──────── EXERCISE INPUT

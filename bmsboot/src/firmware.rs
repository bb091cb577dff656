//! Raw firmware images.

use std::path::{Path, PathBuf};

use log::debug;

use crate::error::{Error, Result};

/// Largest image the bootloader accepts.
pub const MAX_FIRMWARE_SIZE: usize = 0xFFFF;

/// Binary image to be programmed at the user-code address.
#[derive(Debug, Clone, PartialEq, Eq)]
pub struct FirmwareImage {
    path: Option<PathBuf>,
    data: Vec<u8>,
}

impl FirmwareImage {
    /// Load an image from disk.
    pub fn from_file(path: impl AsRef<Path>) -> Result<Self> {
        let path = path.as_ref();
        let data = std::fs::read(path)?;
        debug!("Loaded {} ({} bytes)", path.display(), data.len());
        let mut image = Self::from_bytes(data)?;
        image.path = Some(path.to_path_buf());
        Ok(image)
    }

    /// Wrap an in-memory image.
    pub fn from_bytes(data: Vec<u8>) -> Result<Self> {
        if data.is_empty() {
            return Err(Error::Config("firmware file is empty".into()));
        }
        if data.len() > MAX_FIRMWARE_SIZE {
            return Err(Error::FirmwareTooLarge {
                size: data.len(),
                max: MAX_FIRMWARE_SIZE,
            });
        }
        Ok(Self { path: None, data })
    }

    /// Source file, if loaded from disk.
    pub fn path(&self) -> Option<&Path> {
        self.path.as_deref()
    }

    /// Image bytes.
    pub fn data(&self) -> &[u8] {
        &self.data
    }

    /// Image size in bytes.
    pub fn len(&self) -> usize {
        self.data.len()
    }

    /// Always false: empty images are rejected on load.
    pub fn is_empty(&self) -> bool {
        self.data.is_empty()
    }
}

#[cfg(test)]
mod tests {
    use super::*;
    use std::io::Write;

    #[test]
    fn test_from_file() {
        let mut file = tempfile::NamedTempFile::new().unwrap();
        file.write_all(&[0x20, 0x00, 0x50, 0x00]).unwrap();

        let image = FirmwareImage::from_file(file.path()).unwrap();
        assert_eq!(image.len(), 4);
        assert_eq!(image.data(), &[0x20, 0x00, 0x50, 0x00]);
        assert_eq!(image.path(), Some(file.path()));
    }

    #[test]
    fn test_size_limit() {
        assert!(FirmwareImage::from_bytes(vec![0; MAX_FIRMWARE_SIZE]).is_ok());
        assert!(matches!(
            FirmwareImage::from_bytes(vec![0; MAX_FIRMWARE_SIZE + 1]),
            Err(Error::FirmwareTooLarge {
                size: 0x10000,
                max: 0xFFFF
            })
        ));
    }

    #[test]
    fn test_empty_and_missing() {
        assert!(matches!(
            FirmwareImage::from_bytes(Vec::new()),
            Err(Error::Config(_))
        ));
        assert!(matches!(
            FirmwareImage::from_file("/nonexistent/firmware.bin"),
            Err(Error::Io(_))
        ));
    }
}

────────────────

| ACTION ITEM |
Return, line for line and unchanged, the data from its first line through the line containing "the user-code address.".

| SOLUTION FOR THIS PROBLEM |
filename bmsboot/src/firmware.rs
repository bb091cb577dff656
//! Raw firmware images.

use std::path::{Path, PathBuf};

use log::debug;

use crate::error::{Error, Result};

/// Largest image the bootloader accepts.
pub const MAX_FIRMWARE_SIZE: usize = 0xFFFF;

/// Binary image to be programmed at the user-code address.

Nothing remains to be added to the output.